(Collected data entries)
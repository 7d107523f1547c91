//! Bound-program tracking.
//!
//! Mirrors the single "current program" of a GPU context. The slot is
//! per thread since a context is only ever current on one thread.

use std::cell::Cell;
use std::sync::atomic::{AtomicU64, Ordering};

/// Identifies a [`Shader`](super::Shader) instance. Never zero.
#[derive(Debug, Copy, Clone, PartialEq, Eq, Hash, PartialOrd, Ord)]
pub struct ShaderId(u64);

impl ShaderId {
    pub(crate) fn next() -> Self {
        static NEXT: AtomicU64 = AtomicU64::new(1);
        ShaderId(NEXT.fetch_add(1, Ordering::Relaxed))
    }

    #[inline]
    pub fn get(self) -> u64 {
        self.0
    }
}

thread_local! {
    static BOUND: Cell<u64> = const { Cell::new(0) };
}

/// The currently bound program, if any.
pub fn bound_program() -> Option<ShaderId> {
    match BOUND.with(Cell::get) {
        0 => None,
        id => Some(ShaderId(id)),
    }
}

pub(crate) fn set_bound(id: Option<ShaderId>) {
    BOUND.with(|slot| slot.set(id.map_or(0, ShaderId::get)));
}
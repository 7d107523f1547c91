//! Paint state carried into draw contexts.
//!
//! Scope:
//! - color representation and RGBA8 packing
//! - gradient and scissor descriptors serialized into the context uniform block

pub mod color;
pub mod gradient;
pub mod scissor;

pub use color::Color4;
pub use gradient::Gradient;
pub use scissor::Scissor;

About this task: For each line above that includes "Cell", copy the line.

Result of the exercise:
use std::cell::Cell;
    static BOUND: Cell<u64> = const { Cell::new(0) };
    match BOUND.with(Cell::get) {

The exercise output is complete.